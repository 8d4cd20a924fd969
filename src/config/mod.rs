//! Configuration
//!
//! Analyzer settings, loading from `greenbox.json`, and the shared error type.

pub mod loader;
pub mod types;
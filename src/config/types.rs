/// Core types shared across greenbox: configuration, errors, result alias
use serde::{Deserialize, Serialize};
use std::path::PathBuf;
use std::time::Duration;
use thiserror::Error;

/// Interpreter launch configuration
#[derive(Clone, Debug, Serialize, Deserialize, PartialEq)]
pub struct InterpreterConfig {
    /// Adapter name resolved through `engine::registry::adapter_for`
    pub language: String,
    /// Interpreter binary (looked up on PATH when relative)
    pub binary: PathBuf,
    /// Extra arguments placed before the harness arguments
    #[serde(default)]
    pub extra_args: Vec<String>,
    /// Environment passed to the worker; everything else is cleared
    #[serde(default)]
    pub environment: Vec<(String, String)>,
}

impl Default for InterpreterConfig {
    fn default() -> Self {
        Self {
            language: "python".to_string(),
            binary: PathBuf::from("python3"),
            extra_args: Vec::new(),
            environment: Vec::new(),
        }
    }
}

/// Answers given to `input()` calls made by a running script
#[derive(Clone, Debug, Serialize, Deserialize, PartialEq)]
pub struct InputStubConfig {
    /// Value returned for the first `limit` calls
    pub placeholder: String,
    /// Value returned once `limit` calls have been answered
    pub sentinel: String,
    pub limit: u32,
}

impl Default for InputStubConfig {
    fn default() -> Self {
        Self {
            placeholder: "Rock".to_string(),
            sentinel: "End".to_string(),
            limit: 50,
        }
    }
}

/// Full analyzer configuration (greenbox.json)
#[derive(Clone, Debug, Serialize, Deserialize, PartialEq)]
pub struct AnalyzerConfig {
    #[serde(default)]
    pub interpreter: InterpreterConfig,
    /// Indent unit used when the body indentation cannot be observed
    #[serde(default = "default_indent_unit")]
    pub indent_unit: String,
    /// Captured stdout cap, in characters
    #[serde(default = "default_max_output_chars")]
    pub max_output_chars: usize,
    #[serde(default)]
    pub input_stub: InputStubConfig,
    #[serde(default = "default_recursion_limit")]
    pub recursion_limit: u32,
    /// How long the channel waits for the worker's ready line
    #[serde(default = "default_boot_timeout", with = "duration_secs")]
    pub boot_timeout: Duration,
}

fn default_indent_unit() -> String {
    "    ".to_string()
}

fn default_max_output_chars() -> usize {
    50_000
}

fn default_recursion_limit() -> u32 {
    5000
}

fn default_boot_timeout() -> Duration {
    Duration::from_secs(30)
}

mod duration_secs {
    use serde::{Deserialize, Deserializer, Serializer};
    use std::time::Duration;

    pub fn serialize<S: Serializer>(value: &Duration, serializer: S) -> Result<S::Ok, S::Error> {
        serializer.serialize_f64(value.as_secs_f64())
    }

    pub fn deserialize<'de, D: Deserializer<'de>>(deserializer: D) -> Result<Duration, D::Error> {
        let secs = f64::deserialize(deserializer)?;
        Duration::try_from_secs_f64(secs).map_err(|e| {
            serde::de::Error::custom(format!(
                "boot_timeout must be a non-negative number of seconds, got {secs}: {e}"
            ))
        })
    }
}

impl Default for AnalyzerConfig {
    fn default() -> Self {
        Self {
            interpreter: InterpreterConfig::default(),
            indent_unit: default_indent_unit(),
            max_output_chars: default_max_output_chars(),
            input_stub: InputStubConfig::default(),
            recursion_limit: default_recursion_limit(),
            boot_timeout: default_boot_timeout(),
        }
    }
}

/// Output integrity classification for captured script output
#[derive(Clone, Debug, Default, Serialize, Deserialize, PartialEq, Eq)]
pub enum OutputIntegrity {
    #[default]
    #[serde(rename = "complete")]
    Complete,
    #[serde(rename = "truncated_by_limit")]
    TruncatedByLimit,
}

impl std::fmt::Display for OutputIntegrity {
    fn fmt(&self, f: &mut std::fmt::Formatter<'_>) -> std::fmt::Result {
        match self {
            OutputIntegrity::Complete => write!(f, "complete"),
            OutputIntegrity::TruncatedByLimit => write!(f, "truncated_by_limit"),
        }
    }
}

/// Custom error types for greenbox
#[derive(Error, Debug)]
pub enum GreenboxError {
    #[error("IO error: {0}")]
    Io(#[from] std::io::Error),

    #[error("Configuration error: {0}")]
    Config(String),

    #[error("Channel error: {0}")]
    Channel(String),

    #[error("Protocol error: {0}")]
    Protocol(String),

    #[error("Boot error: {0}")]
    Boot(String),

    #[error("Result store error: {0}")]
    Store(String),
}

/// Result type alias for greenbox operations
pub type Result<T> = std::result::Result<T, GreenboxError>;

impl From<nix::errno::Errno> for GreenboxError {
    fn from(err: nix::errno::Errno) -> Self {
        GreenboxError::Channel(err.to_string())
    }
}

#[cfg(test)]
mod tests {
    use super::*;

    #[test]
    fn defaults_match_reference_constants() {
        let config = AnalyzerConfig::default();
        assert_eq!(config.max_output_chars, 50_000);
        assert_eq!(config.indent_unit, "    ");
        assert_eq!(config.input_stub.limit, 50);
        assert_eq!(config.input_stub.placeholder, "Rock");
        assert_eq!(config.input_stub.sentinel, "End");
        assert_eq!(config.recursion_limit, 5000);
        assert_eq!(config.interpreter.binary, PathBuf::from("python3"));
    }

    #[test]
    fn partial_json_falls_back_to_defaults() {
        let config: AnalyzerConfig =
            serde_json::from_str(r#"{"max_output_chars": 10, "boot_timeout": 2.5}"#).unwrap();
        assert_eq!(config.max_output_chars, 10);
        assert_eq!(config.boot_timeout, Duration::from_millis(2500));
        assert_eq!(config.interpreter, InterpreterConfig::default());
    }

    #[test]
    fn negative_boot_timeout_is_rejected() {
        let parsed = serde_json::from_str::<AnalyzerConfig>(r#"{"boot_timeout": -1}"#);
        assert!(parsed.is_err());
    }

    #[test]
    fn oversized_boot_timeout_is_rejected() {
        let parsed = serde_json::from_str::<AnalyzerConfig>(r#"{"boot_timeout": 1e30}"#);
        let err = parsed.unwrap_err().to_string();
        assert!(err.contains("boot_timeout"), "{err}");
    }

    #[test]
    fn output_integrity_display() {
        assert_eq!(format!("{}", OutputIntegrity::Complete), "complete");
        assert_eq!(
            format!("{}", OutputIntegrity::TruncatedByLimit),
            "truncated_by_limit"
        );
    }
}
□ □ □ □
PROBLEM STATEMENT —
Exactly reproduce the line containing "let err = parsed.unwrap_err().to_string();" and all lines after it in the material, stopping only at the end.

SOLUTION BELOW —
        let err = parsed.unwrap_err().to_string();
        assert!(err.contains("boot_timeout"), "{err}");
    }

    #[test]
    fn output_integrity_display() {
        assert_eq!(format!("{}", OutputIntegrity::Complete), "complete");
        assert_eq!(
            format!("{}", OutputIntegrity::TruncatedByLimit),
            "truncated_by_limit"
        );
    }
}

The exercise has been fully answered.